Ecosyste.ms: Awesome

An open API service indexing awesome lists of open source software.

Awesome Lists | Featured Topics | Projects

https://github.com/marmarelis/rolling-quantiles

Blazing fast, composable, Pythonic quantile filters.
https://github.com/marmarelis/rolling-quantiles

Last synced: about 1 month ago
JSON representation

Blazing fast, composable, Pythonic quantile filters.

Awesome Lists containing this project

README

        

# Rolling Quantiles for NumPy

[![Python tests](https://github.com/marmarelis/rolling-quantiles/actions/workflows/ci.yml/badge.svg?branch=master&event=push)](https://github.com/marmarelis/rolling-quantiles/actions/workflows/ci.yml)

## Hyper-efficient and composable filters.

* Simple, clean, intuitive interface.
* Streaming or batch processing.
* Python 3 bindings for a lean library written in pure C.

### A Quick Tour

Let me give you but a superficial overview of this module's elegance.

```python
import numpy as np
import rolling_quantiles as rq

pipe = rq.Pipeline( # rq.Pipeline is the only stateful object
# declare a cascade of filters by a sequence of immutable description objects
rq.LowPass(window=201, portion=100, subsample_rate=2),
# the above takes a median (101th element out of 201) of the most recent 200
# points and then spits out every other one
rq.HighPass(window=10, portion=3))
# that subsampled rolling median is then fed into this filter that takes a
# 30% quantile on a window of size 10, and subtracts it from its raw input

# the pipeline exposes a set of read-only attributes that describe it
pipe.lag # = 60.0, the effective number of time units that the real-time output
# is delayed from the input
pipe.stride # = 2, how many inputs it takes to produce an output
# (>1 due to subsampling)

input = np.random.randn(1000)
output = pipe.feed(input) # the core, singular exposed method

# every other output will be a NaN to demarcate unready values
subsampled_output = output[1::pipe.stride]
```
![Example Signal](example.png)

That may be a lot to take in, so let me break it down for you:
* `rq.Pipeline(description...)` constructs a filter pipeline from one or more filter descriptions and initializes internal state.
* `.feed(*)` takes in a Python number or `np.array` and its output is shaped likewise.
* The two filter types are `rq.LowPass` and `rq.HighPass` that compute rolling quantiles and return them as is, and subtract them from the raw signal respectively.
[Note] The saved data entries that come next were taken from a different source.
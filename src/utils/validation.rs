use crate::utils::error::{Result, UtilError};

pub trait Validate {
    fn validate(&self) -> Result<()>;
}

/// Trims `value` and rejects it when nothing is left.
pub fn validate_non_empty_string<'a>(
    field_name: &str,
    value: &'a str,
    reason: &str,
) -> Result<&'a str> {
    let trimmed = value.trim();
    if trimmed.is_empty() {
        tracing::debug!(field = field_name, value, "rejected blank value");
        return Err(UtilError::invalid_input(reason));
    }
    Ok(trimmed)
}

pub fn validate_range<T: PartialOrd + std::fmt::Display + Copy>(
    field_name: &str,
    value: T,
    min: T,
    max: T,
    reason: &str,
) -> Result<T> {
    if value < min || value > max {
        tracing::debug!(
            field = field_name,
            value = %value,
            "value must be between {} and {}",
            min,
            max
        );
        return Err(UtilError::invalid_input(reason));
    }
    Ok(value)
}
Compose them however you like!
* `NaN`s in the output purposefully indicate missing values, usually due to subsampling. If you pass a `NaN` into a `LowPass` filter, it will slowly deplete its reserve and continue to return valid quantiles until the window empties completely.
* `rq.LowPass` and `rq.HighPass` alternatively take in a `quantile=q` argument, `0<=q<=1`. The filters would perform a linear interpolation in this case. In order to control the statistical characteristics of this quantile estimate, parameters `alpha` and `beta` are exposed as well with default values `(1, 1)`. Refer to SciPy's [documentation](https://docs.scipy.org/doc/scipy/reference/generated/scipy.stats.mstats.mquantiles.html) for details on this aspect.
```python
interpolated_pipe = rq.Pipeline(
# attempt to estimate the exact 40%-quantile by the
# default linear interpolation with parameters (1, 1)
rq.LowPass(window=30, quantile=0.4),
# here, the estimate is "approximately unbiased" in
# the case of Gaussian white noise
rq.HighPass(window=10, quantile=0.3,
alpha=3/8, beta=3/8))
```
See this [Wikipedia section](https://en.wikipedia.org/wiki/Quantile#Estimating_quantiles_from_a_sample) for an elucidating overview.
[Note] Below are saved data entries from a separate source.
use crate::core::year_month::parse_integer;
use crate::utils::error::{Result, UtilError};
use crate::utils::validation::{validate_range, Validate};
use num_bigint::BigInt;
use serde::{Deserialize, Serialize, Serializer};
use std::fmt;
use std::str::FromStr;

pub const NON_NUMERIC_REASON: &str = "Inputs must be numbers or numeric strings";
pub const MONTH_OUT_OF_RANGE_REASON: &str = "Month out of range";

/// A value accepted by [`crate::safe_divide`]: a native number or a numeric string.
#[derive(Debug, Clone, PartialEq, Serialize, Deserialize)]
#[serde(untagged)]
pub enum NumericInput {
    Integer(i64),
    Float(f64),
    Text(String),
}

impl NumericInput {
    /// Coerces the input to `f64`.
    ///
    /// Strings are trimmed and then parsed with the standard float grammar, so
    /// `"3.5"`, `"-2"`, `"1e3"` and `"inf"` are all accepted.
    pub fn to_f64(&self) -> Result<f64> {
        match self {
            NumericInput::Integer(n) => Ok(*n as f64),
            NumericInput::Float(x) => Ok(*x),
            NumericInput::Text(s) => s.trim().parse::<f64>().map_err(|e| {
                tracing::debug!(input = %s, error = %e, "not a numeric string");
                UtilError::invalid_input(NON_NUMERIC_REASON)
            }),
        }
    }
}

impl From<i32> for NumericInput {
    fn from(value: i32) -> Self {
        NumericInput::Integer(value.into())
    }
}

impl From<i64> for NumericInput {
    fn from(value: i64) -> Self {
        NumericInput::Integer(value)
    }
}

impl From<u32> for NumericInput {
    fn from(value: u32) -> Self {
        NumericInput::Integer(value.into())
    }
}

impl From<f32> for NumericInput {
    fn from(value: f32) -> Self {
        NumericInput::Float(value.into())
    }
}

impl From<f64> for NumericInput {
    fn from(value: f64) -> Self {
        NumericInput::Float(value)
    }
}

impl From<&str> for NumericInput {
    fn from(value: &str) -> Self {
        NumericInput::Text(value.to_string())
    }
}

impl From<String> for NumericInput {
    fn from(value: String) -> Self {
        NumericInput::Text(value)
    }
}

impl TryFrom<&serde_json::Value> for NumericInput {
    type Error = UtilError;

    fn try_from(value: &serde_json::Value) -> Result<Self> {
        match value {
            serde_json::Value::Number(n) => match (n.as_i64(), n.as_f64()) {
                (Some(i), _) => Ok(NumericInput::Integer(i)),
                (None, Some(f)) => Ok(NumericInput::Float(f)),
                (None, None) => Err(UtilError::invalid_input(NON_NUMERIC_REASON)),
            },
            serde_json::Value::String(s) => Ok(NumericInput::Text(s.clone())),
            other => {
                tracing::debug!(input = %other, "unsupported input type for division");
                Err(UtilError::invalid_input(NON_NUMERIC_REASON))
            }
        }
    }
}

/// Year as it appears on the wire: a JSON integer, or a decimal string for
/// years that do not fit in `i64`.
#[derive(Debug, Deserialize)]
#[serde(untagged)]
pub enum RawYear {
    Integer(i64),
    Text(String),
}

/// Unvalidated wire form of a [`YearMonth`].
#[derive(Debug, Deserialize)]
pub struct RawYearMonth {
    pub year: RawYear,
    pub month: i64,
}

/// A parsed `(year, month)` pair. The month always lies in `1..=12`; the year
/// has no size limit.
#[derive(Debug, Clone, PartialEq, Eq, PartialOrd, Ord, Hash, Serialize, Deserialize)]
#[serde(try_from = "RawYearMonth")]
pub struct YearMonth {
    #[serde(serialize_with = "serialize_year")]
    year: BigInt,
    month: u8,
}

impl YearMonth {
    pub fn new(year: impl Into<BigInt>, month: impl Into<BigInt>) -> Result<Self> {
        let month: BigInt = month.into();
        let month = u8::try_from(&month)
            .map_err(|_| UtilError::invalid_input(MONTH_OUT_OF_RANGE_REASON))?;
        let year_month = Self {
            year: year.into(),
            month,
        };
        year_month.validate()?;
        Ok(year_month)
    }

    pub fn year(&self) -> &BigInt {
        &self.year
    }

    pub fn month(&self) -> u8 {
        self.month
    }
}

impl Validate for YearMonth {
    fn validate(&self) -> Result<()> {
        validate_range("month", self.month, 1, 12, MONTH_OUT_OF_RANGE_REASON)?;
        Ok(())
    }
}

impl TryFrom<RawYearMonth> for YearMonth {
    type Error = UtilError;

    fn try_from(raw: RawYearMonth) -> Result<Self> {
        let year = match raw.year {
            RawYear::Integer(year) => BigInt::from(year),
            RawYear::Text(year) => parse_integer(&year)?,
        };
        YearMonth::new(year, raw.month)
    }
}

impl From<YearMonth> for (BigInt, u8) {
    fn from(value: YearMonth) -> Self {
        (value.year, value.month)
    }
}

fn serialize_year<S: Serializer>(
    year: &BigInt,
    serializer: S,
) -> std::result::Result<S::Ok, S::Error> {
    match i64::try_from(year) {
        Ok(year) => serializer.serialize_i64(year),
        Err(_) => serializer.collect_str(year),
    }
}

impl fmt::Display for YearMonth {
    fn fmt(&self, f: &mut fmt::Formatter<'_>) -> fmt::Result {
        write!(f, "{:04}-{:02}", self.year, self.month)
    }
}

impl FromStr for YearMonth {
    type Err = UtilError;

    fn from_str(s: &str) -> Result<Self> {
        crate::core::year_month::parse_year_month(s)
    }
}

#[cfg(test)]
mod tests {
    use super::*;
    use serde_json::json;

    #[test]
    fn test_numeric_input_coercion() {
        assert_eq!(NumericInput::from(10).to_f64(), Ok(10.0));
        assert_eq!(NumericInput::from(2.5).to_f64(), Ok(2.5));
        assert_eq!(NumericInput::from("3.5").to_f64(), Ok(3.5));
        assert_eq!(NumericInput::from(" -2 ").to_f64(), Ok(-2.0));
        assert_eq!(NumericInput::from("1e3").to_f64(), Ok(1000.0));

        let err = NumericInput::from("abc").to_f64().unwrap_err();
        assert_eq!(err.reason(), NON_NUMERIC_REASON);
        assert!(NumericInput::from("").to_f64().is_err());
    }

    #[test]
    fn test_numeric_input_from_json() {
        assert_eq!(
            NumericInput::try_from(&json!(10)),
            Ok(NumericInput::Integer(10))
        );
        assert_eq!(
            NumericInput::try_from(&json!(0.5)),
            Ok(NumericInput::Float(0.5))
        );
        assert_eq!(
            NumericInput::try_from(&json!("10")),
            Ok(NumericInput::Text("10".to_string()))
        );
        assert!(NumericInput::try_from(&serde_json::Value::Null).is_err());
        assert!(NumericInput::try_from(&json!(true)).is_err());
        assert!(NumericInput::try_from(&json!([1])).is_err());
        assert!(NumericInput::try_from(&json!({"a": 1})).is_err());
    }

    #[test]
    fn test_numeric_input_deserialize_untagged() {
        let values: Vec<NumericInput> = serde_json::from_str(r#"[10, 2.5, "3.5"]"#).unwrap();
        assert_eq!(
            values,
            vec![
                NumericInput::Integer(10),
                NumericInput::Float(2.5),
                NumericInput::Text("3.5".to_string()),
            ]
        );
    }

    #[test]
    fn test_year_month_new_enforces_month_range() {
        let ym = YearMonth::new(2023, 6).unwrap();
        assert_eq!(ym.year(), &BigInt::from(2023));
        assert_eq!(ym.month(), 6);

        for month in [0, 13, -1, 256, i64::MAX] {
            let err = YearMonth::new(2023, month).unwrap_err();
            assert_eq!(err.reason(), MONTH_OUT_OF_RANGE_REASON, "month {}", month);
        }
    }

    #[test]
    fn test_year_month_display_and_tuple() {
        let ym = YearMonth::new(2023, 6).unwrap();
        assert_eq!(ym.to_string(), "2023-06");
        assert_eq!(<(BigInt, u8)>::from(ym), (BigInt::from(2023), 6));
        assert_eq!(YearMonth::new(-44, 3).unwrap().to_string(), "-044-03");
    }

    #[test]
    fn test_year_month_serde() {
        let ym = YearMonth::new(2023, 6).unwrap();
        assert_eq!(
            serde_json::to_value(&ym).unwrap(),
            json!({"year": 2023, "month": 6})
        );

        let parsed: YearMonth =
            serde_json::from_value(json!({"year": 1999, "month": 12})).unwrap();
        assert_eq!(parsed, YearMonth::new(1999, 12).unwrap());

        let invalid = serde_json::from_value::<YearMonth>(json!({"year": 1999, "month": 13}));
        assert!(invalid.is_err());
    }

    #[test]
    fn test_year_month_serde_large_year() {
        let year: BigInt = "99999999999999999999".parse().unwrap();
        let ym = YearMonth::new(year.clone(), 1).unwrap();

        let value = serde_json::to_value(&ym).unwrap();
        assert_eq!(value, json!({"year": "99999999999999999999", "month": 1}));

        let back: YearMonth = serde_json::from_value(value).unwrap();
        assert_eq!(back.year(), &year);
        assert_eq!(back.month(), 1);
    }
}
I also expose a convenience function `rq.medfilt(signal, window_size)` at the top-level of the package to directly supplant `scipy.signal.medfilt`.

That's it! I detailed the entire library. Don't let the size of its interface fool you!

## Installation
[![Downloads](https://pepy.tech/badge/rolling-quantiles)](https://pepy.tech/project/rolling-quantiles)

If you are running Linux, MacOS, or Windows with Python 3.8+ and NumPy ~1.20, execute the following:

`pip install rolling-quantiles`

These are the conditions under which binaries are built and sent to the Python Package Index, which holds `pip`'s packages. Should the NumPy version be unsuitable, for instance, I suggest building the package from source. This is rather straightforward because the handful of source files in C have absolutely minimal dependencies.

### Building from Source

The meat of this package is a handful of C files with no external dependencies, besides NumPy 1.16+ and Python 3.7+ for the bindings located in `src/python.c`. As such, you may build from source by running the following from the project's root directory:
1. `cd python`
2. Check `pyproject.toml` to make sure the listed NumPy version matches your desired target. The compiled package will be forward- but not backward-compatible.
3. `python -m build` (make sure this invokes Python 3)
4. `pip install dist/.whl`

#### Note of Caution on MacOS Big Sur
Make sure to specify `MACOSX_DEPLOYMENT_TARGET=10.X` as a prefix to the build command, e.g. `python -m build`. The placeholder `X` can be any MacOS version earlier than Big Sur (I use `9`.) By default, the build system would attempt to build for MacOS 11 that is incompatible with current Python interpreters that have been compiled against a prior version.

### Benchmarking a median filter on 100 million doubles.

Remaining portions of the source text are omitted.